- **BRIEF**:
Below are the entries. Transcribe exactly the lines from the one with "filename synbench-cli/src/commands/run.rs" through the one with "fn load_config(args: &RunArgs)", ends included, and leave out all others.

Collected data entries
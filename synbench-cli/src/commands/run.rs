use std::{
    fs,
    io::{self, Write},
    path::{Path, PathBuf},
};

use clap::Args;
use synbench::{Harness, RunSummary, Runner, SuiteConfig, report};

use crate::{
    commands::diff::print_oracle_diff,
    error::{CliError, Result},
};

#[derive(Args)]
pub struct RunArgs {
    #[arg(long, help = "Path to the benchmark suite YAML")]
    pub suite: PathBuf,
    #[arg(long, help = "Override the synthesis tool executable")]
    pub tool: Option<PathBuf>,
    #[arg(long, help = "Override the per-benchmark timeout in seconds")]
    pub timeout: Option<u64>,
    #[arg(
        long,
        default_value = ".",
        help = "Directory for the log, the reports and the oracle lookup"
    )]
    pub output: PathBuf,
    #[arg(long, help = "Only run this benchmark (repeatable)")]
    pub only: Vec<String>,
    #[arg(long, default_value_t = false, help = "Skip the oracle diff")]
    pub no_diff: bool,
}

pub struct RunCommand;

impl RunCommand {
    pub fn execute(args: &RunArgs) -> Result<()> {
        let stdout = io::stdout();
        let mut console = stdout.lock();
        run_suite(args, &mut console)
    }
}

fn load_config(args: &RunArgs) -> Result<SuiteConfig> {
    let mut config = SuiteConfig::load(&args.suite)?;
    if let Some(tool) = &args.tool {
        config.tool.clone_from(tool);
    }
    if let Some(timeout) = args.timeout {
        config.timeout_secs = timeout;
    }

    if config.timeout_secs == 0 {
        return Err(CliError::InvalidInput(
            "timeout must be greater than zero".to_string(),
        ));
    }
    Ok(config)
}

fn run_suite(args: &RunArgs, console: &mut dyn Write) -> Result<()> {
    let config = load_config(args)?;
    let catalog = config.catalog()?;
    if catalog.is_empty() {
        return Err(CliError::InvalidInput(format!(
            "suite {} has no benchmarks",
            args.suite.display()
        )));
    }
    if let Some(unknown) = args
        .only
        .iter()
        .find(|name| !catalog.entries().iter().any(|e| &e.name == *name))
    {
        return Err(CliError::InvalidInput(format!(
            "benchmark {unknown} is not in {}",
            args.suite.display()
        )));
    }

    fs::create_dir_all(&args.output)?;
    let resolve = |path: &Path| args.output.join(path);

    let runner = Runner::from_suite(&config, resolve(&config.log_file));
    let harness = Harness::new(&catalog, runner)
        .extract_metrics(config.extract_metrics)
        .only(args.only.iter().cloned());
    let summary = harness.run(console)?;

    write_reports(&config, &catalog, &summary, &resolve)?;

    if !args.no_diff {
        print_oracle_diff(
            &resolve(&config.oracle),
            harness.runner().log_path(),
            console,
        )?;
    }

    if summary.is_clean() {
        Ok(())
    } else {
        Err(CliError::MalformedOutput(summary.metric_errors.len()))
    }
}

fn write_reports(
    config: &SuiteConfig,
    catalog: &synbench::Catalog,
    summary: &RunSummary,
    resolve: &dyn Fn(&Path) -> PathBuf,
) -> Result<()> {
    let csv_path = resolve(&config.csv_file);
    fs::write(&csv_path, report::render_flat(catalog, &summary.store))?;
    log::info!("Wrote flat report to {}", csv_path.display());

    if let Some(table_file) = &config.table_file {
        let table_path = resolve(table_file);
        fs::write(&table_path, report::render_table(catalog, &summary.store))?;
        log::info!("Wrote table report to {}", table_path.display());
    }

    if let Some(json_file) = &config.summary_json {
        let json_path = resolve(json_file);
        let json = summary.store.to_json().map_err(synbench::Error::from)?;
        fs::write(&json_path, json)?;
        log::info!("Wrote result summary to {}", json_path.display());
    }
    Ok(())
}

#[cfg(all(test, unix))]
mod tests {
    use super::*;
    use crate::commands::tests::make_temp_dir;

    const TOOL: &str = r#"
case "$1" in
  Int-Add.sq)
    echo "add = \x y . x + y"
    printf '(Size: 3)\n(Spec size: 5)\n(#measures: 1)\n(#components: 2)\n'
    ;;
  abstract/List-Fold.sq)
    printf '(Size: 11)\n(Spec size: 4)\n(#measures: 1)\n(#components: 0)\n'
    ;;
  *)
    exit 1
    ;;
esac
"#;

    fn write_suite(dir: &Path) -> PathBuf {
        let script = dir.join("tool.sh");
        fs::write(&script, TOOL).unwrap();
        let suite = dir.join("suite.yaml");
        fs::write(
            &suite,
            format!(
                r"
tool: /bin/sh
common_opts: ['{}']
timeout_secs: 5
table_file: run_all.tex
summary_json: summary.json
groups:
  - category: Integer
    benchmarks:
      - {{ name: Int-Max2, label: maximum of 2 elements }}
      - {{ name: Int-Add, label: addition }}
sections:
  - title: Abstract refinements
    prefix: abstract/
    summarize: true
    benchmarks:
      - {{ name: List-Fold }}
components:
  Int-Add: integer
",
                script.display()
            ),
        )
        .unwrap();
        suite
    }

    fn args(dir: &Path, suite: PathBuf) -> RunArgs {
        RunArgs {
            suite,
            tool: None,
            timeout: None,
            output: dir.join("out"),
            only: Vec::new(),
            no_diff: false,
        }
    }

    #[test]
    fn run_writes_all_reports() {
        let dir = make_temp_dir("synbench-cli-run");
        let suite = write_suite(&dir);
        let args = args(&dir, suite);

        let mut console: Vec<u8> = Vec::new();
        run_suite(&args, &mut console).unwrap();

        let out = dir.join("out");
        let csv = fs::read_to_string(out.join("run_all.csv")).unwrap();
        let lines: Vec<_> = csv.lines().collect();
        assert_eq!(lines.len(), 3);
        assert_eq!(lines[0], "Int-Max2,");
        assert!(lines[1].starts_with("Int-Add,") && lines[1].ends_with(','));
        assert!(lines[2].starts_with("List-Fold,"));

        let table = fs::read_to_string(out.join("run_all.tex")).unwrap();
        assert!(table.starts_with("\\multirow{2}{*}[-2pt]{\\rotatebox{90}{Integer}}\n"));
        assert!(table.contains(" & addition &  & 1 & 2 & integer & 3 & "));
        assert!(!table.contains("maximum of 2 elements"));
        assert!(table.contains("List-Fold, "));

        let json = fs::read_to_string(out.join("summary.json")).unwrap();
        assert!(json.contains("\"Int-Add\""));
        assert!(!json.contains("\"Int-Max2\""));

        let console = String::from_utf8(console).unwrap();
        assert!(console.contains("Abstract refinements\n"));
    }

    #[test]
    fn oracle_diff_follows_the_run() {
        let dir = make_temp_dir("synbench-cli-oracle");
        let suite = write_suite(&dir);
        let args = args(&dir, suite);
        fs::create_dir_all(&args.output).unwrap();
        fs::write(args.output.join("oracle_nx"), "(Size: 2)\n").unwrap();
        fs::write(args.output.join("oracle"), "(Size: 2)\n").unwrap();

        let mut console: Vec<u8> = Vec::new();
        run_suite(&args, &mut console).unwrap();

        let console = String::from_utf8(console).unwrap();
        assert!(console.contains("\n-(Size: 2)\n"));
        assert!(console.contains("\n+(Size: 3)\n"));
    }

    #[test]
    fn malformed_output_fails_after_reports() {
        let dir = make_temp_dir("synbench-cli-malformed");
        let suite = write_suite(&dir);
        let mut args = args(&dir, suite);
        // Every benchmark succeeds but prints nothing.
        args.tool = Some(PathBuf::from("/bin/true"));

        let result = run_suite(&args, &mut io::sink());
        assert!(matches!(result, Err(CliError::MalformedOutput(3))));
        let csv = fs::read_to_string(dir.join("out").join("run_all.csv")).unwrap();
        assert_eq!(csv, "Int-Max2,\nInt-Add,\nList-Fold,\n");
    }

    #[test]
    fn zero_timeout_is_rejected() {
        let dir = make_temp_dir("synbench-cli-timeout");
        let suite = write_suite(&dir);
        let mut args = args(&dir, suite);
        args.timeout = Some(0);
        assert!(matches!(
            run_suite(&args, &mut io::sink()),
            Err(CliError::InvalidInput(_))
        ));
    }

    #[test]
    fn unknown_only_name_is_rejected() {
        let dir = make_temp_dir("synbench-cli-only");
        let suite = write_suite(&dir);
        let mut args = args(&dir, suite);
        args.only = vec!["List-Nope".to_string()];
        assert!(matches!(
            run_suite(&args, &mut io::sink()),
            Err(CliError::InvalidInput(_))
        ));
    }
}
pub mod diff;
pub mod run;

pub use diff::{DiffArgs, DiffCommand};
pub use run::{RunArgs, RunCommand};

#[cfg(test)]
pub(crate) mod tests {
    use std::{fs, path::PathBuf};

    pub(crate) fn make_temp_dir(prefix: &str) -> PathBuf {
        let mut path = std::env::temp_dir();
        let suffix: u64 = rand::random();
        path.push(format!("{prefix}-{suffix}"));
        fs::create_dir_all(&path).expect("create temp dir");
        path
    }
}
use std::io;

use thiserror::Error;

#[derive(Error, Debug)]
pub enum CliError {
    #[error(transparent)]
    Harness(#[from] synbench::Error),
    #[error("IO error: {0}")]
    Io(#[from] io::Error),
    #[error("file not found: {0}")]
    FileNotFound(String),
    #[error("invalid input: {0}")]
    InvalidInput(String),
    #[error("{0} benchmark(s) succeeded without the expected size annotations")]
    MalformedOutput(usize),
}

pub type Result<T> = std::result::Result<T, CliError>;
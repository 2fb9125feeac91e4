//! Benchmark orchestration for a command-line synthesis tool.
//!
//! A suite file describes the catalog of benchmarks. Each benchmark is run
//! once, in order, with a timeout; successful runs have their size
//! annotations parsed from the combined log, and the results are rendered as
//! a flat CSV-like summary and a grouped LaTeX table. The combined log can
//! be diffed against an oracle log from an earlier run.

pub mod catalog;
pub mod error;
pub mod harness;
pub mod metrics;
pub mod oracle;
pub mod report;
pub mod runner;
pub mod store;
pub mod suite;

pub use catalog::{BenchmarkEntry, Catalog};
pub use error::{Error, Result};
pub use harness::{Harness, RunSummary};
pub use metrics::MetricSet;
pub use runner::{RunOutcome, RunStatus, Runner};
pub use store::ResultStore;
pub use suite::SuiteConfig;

--

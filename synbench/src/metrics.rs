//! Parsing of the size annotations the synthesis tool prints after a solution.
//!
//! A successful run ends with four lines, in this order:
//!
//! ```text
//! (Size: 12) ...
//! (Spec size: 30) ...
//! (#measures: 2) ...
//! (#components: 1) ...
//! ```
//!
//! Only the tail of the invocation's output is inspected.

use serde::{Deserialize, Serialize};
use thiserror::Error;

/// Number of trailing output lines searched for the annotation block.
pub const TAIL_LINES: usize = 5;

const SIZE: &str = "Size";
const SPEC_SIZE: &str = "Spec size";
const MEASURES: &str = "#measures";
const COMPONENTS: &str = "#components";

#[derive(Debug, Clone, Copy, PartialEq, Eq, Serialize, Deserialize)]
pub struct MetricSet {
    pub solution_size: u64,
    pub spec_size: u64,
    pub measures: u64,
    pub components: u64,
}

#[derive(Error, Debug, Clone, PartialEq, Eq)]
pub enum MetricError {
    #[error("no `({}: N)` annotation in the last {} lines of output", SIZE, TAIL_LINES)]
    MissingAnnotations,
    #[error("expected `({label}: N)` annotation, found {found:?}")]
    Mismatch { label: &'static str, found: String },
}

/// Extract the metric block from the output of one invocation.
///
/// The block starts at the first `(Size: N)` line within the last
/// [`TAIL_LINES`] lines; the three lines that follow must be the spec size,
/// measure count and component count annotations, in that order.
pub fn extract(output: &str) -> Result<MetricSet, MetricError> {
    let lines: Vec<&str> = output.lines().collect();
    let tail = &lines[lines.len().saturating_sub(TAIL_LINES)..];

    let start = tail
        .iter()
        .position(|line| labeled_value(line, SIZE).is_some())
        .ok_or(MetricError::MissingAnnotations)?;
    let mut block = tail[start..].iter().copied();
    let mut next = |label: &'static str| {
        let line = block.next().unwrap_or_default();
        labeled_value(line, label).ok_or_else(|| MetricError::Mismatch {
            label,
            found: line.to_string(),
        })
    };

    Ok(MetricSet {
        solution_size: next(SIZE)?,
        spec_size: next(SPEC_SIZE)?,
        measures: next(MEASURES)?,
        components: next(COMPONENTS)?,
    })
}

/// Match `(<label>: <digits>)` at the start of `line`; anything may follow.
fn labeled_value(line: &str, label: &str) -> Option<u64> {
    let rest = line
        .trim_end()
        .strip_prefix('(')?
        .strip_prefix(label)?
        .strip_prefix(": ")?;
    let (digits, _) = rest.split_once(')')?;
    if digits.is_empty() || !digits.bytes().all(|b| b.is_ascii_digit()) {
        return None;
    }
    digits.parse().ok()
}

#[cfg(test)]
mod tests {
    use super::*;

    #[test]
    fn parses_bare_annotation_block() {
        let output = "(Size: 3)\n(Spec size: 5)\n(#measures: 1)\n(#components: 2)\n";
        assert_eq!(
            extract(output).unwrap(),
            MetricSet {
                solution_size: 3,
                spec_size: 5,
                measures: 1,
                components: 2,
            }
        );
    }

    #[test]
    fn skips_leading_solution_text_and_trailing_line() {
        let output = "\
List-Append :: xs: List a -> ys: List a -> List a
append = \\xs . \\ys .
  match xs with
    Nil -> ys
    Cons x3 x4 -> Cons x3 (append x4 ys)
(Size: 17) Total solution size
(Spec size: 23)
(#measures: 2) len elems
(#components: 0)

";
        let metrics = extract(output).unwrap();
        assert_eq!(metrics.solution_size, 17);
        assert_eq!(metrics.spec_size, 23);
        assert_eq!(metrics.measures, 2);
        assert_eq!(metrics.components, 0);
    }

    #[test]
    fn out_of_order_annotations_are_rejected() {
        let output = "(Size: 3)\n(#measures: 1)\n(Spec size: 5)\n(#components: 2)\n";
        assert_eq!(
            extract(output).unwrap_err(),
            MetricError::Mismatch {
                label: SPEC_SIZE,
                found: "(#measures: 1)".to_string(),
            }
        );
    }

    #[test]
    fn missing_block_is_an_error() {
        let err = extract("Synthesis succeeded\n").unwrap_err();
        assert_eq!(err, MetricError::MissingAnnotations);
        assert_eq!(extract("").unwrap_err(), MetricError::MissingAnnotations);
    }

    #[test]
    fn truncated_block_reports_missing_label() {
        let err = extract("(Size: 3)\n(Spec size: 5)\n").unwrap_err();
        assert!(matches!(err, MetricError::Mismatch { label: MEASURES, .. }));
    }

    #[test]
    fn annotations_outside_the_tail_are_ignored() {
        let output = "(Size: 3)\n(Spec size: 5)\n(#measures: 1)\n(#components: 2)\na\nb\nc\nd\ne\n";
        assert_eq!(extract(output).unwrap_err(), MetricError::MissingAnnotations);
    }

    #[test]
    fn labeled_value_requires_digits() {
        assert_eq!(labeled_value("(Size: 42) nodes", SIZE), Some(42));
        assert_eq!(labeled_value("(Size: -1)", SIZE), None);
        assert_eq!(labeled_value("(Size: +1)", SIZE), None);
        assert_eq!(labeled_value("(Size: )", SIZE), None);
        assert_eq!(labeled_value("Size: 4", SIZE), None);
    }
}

* * *

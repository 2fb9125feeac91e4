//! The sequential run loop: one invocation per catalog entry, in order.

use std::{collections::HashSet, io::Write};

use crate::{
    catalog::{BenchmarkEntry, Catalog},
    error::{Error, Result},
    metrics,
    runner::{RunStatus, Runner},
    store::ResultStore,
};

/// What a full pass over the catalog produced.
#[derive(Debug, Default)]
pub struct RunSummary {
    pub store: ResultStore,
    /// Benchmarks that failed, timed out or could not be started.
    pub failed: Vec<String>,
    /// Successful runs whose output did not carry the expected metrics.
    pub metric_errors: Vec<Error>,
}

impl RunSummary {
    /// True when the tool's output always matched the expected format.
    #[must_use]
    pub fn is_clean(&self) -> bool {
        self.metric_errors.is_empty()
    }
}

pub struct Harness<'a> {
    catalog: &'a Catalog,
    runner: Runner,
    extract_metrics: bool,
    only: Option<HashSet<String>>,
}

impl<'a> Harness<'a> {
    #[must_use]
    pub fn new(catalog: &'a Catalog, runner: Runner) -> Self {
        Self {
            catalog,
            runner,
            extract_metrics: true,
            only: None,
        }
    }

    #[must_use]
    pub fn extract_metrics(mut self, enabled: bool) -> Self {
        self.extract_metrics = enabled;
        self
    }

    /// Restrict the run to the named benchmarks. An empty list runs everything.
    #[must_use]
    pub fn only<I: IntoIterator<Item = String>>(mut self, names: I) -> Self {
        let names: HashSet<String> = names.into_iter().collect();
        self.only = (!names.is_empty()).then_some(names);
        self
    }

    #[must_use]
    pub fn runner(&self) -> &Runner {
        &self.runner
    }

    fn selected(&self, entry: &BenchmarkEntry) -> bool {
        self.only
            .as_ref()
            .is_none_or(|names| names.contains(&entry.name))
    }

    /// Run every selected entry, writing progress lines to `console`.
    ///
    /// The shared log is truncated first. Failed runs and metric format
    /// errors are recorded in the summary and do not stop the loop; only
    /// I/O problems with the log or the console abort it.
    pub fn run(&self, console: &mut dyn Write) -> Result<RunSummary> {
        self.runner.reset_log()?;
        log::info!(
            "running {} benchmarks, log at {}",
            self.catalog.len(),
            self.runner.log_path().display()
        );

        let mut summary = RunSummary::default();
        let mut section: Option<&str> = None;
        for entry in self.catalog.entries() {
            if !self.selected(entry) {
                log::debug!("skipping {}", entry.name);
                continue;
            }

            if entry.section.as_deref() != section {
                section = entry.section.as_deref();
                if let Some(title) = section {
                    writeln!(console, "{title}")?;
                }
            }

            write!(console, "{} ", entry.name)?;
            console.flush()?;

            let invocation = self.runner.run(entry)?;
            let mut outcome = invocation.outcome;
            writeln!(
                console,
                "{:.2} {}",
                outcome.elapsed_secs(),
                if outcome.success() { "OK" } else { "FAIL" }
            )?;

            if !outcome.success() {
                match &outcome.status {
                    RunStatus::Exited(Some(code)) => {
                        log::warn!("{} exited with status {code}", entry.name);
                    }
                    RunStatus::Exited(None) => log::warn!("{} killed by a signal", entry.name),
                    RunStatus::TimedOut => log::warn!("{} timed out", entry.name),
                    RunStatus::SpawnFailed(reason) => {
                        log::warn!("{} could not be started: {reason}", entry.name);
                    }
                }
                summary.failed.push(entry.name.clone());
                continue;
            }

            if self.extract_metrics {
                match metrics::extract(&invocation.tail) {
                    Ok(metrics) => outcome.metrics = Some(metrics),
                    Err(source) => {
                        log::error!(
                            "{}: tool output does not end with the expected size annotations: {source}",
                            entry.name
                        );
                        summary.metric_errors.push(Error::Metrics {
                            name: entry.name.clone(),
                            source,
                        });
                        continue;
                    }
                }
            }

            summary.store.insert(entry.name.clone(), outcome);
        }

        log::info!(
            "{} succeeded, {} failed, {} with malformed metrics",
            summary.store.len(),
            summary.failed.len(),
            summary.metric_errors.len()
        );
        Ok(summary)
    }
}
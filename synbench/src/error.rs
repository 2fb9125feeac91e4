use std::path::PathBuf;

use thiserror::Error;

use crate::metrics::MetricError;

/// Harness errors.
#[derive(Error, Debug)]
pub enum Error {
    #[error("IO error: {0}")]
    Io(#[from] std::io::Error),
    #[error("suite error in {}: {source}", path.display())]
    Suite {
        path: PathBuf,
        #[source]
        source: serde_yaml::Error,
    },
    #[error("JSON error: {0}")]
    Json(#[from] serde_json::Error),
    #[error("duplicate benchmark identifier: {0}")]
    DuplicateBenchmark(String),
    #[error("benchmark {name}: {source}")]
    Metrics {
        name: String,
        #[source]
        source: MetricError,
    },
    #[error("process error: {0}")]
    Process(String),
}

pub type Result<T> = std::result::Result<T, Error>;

- **ANSWER SPACE**:
filename synbench-cli/src/commands/run.rs
use std::{
    fs,
    io::{self, Write},
    path::{Path, PathBuf},
};

use clap::Args;
use synbench::{Harness, RunSummary, Runner, SuiteConfig, report};

use crate::{
    commands::diff::print_oracle_diff,
    error::{CliError, Result},
};

#[derive(Args)]
pub struct RunArgs {
    #[arg(long, help = "Path to the benchmark suite YAML")]
    pub suite: PathBuf,
    #[arg(long, help = "Override the synthesis tool executable")]
    pub tool: Option<PathBuf>,
    #[arg(long, help = "Override the per-benchmark timeout in seconds")]
    pub timeout: Option<u64>,
    #[arg(
        long,
        default_value = ".",
        help = "Directory for the log, the reports and the oracle lookup"
    )]
    pub output: PathBuf,
    #[arg(long, help = "Only run this benchmark (repeatable)")]
    pub only: Vec<String>,
    #[arg(long, default_value_t = false, help = "Skip the oracle diff")]
    pub no_diff: bool,
}

pub struct RunCommand;

impl RunCommand {
    pub fn execute(args: &RunArgs) -> Result<()> {
        let stdout = io::stdout();
        let mut console = stdout.lock();
        run_suite(args, &mut console)
    }
}

fn load_config(args: &RunArgs) -> Result<SuiteConfig> {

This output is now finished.